• Task goal:
Reproduce, exactly, the lines of the material below from the line containing "let employees: std::collections::BTreeSet<_>" through the line containing "hire(s) needed, budget", with both end lines included and nothing else.

• Material provided:
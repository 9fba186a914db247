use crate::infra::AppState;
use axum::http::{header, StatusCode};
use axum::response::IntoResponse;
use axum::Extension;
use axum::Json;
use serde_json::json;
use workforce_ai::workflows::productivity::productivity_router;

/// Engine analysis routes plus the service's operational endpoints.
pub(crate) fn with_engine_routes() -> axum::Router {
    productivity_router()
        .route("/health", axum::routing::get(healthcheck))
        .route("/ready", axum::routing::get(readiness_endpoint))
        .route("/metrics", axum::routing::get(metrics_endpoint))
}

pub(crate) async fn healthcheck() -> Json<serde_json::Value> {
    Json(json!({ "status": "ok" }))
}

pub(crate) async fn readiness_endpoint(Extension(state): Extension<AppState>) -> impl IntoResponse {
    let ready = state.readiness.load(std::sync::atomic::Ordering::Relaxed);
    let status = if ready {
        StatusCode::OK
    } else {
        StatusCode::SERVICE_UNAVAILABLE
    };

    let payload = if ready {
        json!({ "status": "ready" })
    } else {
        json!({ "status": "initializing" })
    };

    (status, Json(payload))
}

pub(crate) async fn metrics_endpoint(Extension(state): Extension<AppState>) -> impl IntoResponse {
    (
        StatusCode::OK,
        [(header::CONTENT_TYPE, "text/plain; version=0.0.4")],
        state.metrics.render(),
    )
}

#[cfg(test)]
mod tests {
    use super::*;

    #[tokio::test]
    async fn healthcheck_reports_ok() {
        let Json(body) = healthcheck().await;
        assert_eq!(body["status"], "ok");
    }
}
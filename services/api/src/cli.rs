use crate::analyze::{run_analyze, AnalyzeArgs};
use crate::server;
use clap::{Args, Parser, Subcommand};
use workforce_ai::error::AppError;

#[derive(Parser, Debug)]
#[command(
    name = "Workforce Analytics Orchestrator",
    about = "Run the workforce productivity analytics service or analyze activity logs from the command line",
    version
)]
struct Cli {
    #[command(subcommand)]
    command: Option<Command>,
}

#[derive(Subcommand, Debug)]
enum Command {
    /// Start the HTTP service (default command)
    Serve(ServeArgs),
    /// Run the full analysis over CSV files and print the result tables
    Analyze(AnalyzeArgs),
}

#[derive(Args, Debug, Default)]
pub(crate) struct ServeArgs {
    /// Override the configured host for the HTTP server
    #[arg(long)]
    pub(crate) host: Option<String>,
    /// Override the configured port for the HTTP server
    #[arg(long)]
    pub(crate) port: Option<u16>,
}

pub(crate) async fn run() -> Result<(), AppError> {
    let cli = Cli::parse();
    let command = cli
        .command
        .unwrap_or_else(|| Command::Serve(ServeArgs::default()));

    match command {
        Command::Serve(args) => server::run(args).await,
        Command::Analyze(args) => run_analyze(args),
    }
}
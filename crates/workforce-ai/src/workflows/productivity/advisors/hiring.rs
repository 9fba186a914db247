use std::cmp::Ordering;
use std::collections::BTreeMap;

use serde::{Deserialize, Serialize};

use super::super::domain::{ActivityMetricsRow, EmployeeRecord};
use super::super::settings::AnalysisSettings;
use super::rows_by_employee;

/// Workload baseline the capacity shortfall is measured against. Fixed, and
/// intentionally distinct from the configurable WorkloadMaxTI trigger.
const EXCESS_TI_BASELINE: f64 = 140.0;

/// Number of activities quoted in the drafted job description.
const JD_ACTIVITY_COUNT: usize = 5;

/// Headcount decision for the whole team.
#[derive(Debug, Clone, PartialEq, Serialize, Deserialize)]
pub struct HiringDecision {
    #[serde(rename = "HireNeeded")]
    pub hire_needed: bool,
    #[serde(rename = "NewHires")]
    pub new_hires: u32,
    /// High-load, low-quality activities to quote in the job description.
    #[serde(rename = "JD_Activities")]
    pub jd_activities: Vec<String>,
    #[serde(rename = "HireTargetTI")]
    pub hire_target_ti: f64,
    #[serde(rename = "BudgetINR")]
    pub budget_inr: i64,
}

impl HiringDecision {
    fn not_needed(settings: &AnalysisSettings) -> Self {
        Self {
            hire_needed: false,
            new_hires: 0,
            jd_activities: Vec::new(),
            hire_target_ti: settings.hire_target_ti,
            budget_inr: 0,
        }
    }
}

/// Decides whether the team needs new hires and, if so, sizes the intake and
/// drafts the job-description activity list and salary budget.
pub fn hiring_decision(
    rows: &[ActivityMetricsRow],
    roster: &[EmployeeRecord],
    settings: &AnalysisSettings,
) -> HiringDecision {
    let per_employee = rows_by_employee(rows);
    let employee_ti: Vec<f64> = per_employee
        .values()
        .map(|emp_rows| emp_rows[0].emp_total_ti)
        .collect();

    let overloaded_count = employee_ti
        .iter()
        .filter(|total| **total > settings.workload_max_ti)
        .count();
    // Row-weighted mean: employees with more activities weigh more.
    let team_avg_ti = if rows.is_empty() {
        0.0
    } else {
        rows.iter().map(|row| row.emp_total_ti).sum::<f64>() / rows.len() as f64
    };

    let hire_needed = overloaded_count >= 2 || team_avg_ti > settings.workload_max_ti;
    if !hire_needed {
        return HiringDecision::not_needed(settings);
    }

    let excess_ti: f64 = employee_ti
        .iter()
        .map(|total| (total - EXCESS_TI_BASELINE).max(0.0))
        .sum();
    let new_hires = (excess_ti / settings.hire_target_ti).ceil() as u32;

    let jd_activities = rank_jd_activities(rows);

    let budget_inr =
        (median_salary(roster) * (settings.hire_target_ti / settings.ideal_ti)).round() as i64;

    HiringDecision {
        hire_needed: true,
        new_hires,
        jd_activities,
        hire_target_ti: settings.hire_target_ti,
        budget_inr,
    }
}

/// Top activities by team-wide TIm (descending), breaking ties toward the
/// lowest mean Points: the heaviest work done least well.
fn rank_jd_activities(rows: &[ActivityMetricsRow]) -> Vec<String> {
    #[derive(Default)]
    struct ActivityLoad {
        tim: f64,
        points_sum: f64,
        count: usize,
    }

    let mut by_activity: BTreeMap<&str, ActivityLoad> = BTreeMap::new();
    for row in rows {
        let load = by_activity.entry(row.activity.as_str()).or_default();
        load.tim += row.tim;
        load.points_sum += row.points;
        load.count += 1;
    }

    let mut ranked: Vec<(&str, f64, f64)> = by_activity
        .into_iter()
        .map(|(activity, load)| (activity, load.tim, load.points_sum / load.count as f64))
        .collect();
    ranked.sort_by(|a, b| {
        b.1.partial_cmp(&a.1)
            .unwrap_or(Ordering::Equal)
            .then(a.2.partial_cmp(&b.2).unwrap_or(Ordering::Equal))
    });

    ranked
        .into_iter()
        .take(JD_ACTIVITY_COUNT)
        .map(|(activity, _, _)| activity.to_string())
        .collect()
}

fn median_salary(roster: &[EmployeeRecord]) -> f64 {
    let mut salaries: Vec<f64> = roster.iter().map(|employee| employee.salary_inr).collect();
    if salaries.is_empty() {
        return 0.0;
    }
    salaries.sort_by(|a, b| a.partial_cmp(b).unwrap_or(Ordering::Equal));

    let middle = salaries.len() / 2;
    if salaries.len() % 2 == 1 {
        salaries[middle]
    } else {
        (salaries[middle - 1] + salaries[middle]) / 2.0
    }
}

==

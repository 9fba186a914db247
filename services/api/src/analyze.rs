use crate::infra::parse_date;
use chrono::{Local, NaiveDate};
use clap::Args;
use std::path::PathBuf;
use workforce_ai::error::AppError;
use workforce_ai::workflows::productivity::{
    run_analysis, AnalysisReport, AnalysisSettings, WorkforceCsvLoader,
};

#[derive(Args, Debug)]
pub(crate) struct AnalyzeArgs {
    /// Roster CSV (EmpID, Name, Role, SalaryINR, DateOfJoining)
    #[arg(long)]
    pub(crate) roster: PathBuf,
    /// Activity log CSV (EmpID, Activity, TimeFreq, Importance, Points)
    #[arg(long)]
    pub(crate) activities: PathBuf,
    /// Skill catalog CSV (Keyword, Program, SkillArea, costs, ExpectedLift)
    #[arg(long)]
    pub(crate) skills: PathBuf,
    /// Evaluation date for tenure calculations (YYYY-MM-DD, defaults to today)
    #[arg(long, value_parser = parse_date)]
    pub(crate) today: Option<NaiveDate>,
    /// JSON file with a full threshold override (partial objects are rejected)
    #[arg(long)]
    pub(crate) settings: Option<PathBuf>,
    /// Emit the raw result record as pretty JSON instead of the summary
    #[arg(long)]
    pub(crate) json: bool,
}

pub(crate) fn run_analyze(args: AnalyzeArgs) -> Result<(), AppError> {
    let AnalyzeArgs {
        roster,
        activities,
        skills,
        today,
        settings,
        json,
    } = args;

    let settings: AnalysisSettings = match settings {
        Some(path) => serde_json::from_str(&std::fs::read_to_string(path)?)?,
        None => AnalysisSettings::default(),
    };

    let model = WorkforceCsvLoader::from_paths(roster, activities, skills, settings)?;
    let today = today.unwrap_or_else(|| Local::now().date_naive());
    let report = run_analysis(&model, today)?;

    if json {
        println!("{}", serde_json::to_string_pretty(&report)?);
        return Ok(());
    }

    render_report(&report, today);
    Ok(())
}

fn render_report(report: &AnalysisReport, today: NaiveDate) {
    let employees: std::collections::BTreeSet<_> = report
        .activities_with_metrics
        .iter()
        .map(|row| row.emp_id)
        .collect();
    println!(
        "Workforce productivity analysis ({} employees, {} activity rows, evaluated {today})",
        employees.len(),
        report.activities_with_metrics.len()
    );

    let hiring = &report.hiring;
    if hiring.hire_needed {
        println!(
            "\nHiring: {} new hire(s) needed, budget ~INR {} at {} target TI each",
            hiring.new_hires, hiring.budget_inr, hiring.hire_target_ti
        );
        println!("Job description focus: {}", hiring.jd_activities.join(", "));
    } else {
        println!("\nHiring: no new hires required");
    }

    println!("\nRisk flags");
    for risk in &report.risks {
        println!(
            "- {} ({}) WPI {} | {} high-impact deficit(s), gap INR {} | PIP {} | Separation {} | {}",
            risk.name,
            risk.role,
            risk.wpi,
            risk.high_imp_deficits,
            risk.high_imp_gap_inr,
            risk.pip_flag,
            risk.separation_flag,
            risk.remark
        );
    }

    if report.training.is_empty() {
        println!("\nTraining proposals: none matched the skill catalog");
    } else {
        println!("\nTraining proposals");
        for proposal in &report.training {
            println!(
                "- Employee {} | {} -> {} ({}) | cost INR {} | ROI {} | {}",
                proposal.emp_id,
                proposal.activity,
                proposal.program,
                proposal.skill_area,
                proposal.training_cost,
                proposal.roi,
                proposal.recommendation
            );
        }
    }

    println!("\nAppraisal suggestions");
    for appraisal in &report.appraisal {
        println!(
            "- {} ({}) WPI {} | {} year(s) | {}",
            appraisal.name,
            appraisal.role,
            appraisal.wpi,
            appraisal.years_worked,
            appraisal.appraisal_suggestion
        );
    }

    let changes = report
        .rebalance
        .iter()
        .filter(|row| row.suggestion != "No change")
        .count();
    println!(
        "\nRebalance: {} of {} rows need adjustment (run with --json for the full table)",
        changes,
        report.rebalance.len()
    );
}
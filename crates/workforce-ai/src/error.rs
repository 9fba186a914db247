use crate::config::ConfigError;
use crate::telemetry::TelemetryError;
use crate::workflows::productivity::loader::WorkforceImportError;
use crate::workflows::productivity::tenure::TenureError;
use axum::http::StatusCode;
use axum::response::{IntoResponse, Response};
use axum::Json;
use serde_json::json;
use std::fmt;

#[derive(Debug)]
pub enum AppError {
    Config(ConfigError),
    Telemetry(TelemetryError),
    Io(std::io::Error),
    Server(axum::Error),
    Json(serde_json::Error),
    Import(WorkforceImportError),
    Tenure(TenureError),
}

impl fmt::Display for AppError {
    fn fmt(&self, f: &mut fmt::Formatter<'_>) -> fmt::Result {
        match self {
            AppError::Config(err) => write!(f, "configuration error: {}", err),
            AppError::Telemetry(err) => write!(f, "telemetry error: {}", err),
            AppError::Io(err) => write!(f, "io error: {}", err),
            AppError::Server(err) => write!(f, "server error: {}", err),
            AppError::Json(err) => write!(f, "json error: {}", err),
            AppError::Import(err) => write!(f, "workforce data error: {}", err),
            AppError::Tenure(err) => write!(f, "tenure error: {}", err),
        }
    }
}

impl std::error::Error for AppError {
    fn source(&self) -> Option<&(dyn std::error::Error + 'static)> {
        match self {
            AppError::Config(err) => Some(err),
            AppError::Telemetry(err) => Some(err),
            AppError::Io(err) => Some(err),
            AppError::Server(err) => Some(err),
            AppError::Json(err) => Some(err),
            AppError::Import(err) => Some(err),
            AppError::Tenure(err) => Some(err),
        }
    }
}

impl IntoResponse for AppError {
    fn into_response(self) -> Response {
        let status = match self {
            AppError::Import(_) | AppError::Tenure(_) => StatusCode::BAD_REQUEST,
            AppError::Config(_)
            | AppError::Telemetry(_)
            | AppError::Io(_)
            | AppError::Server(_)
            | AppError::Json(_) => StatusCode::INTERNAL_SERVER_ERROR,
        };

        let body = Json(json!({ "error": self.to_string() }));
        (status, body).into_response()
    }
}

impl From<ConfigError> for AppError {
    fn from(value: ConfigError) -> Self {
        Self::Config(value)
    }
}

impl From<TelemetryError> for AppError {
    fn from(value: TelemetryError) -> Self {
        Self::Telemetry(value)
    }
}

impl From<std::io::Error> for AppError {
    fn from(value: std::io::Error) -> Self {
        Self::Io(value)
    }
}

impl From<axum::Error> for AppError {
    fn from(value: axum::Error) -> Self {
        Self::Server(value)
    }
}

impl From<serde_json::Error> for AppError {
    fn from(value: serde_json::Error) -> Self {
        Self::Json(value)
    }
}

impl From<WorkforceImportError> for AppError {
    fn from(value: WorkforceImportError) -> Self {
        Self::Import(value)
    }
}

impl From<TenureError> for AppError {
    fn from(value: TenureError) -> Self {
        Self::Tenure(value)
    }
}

• Written response:
    let employees: std::collections::BTreeSet<_> = report
        .activities_with_metrics
        .iter()
        .map(|row| row.emp_id)
        .collect();
    println!(
        "Workforce productivity analysis ({} employees, {} activity rows, evaluated {today})",
        employees.len(),
        report.activities_with_metrics.len()
    );

    let hiring = &report.hiring;
    if hiring.hire_needed {
        println!(
            "\nHiring: {} new hire(s) needed, budget ~INR {} at {} target TI each",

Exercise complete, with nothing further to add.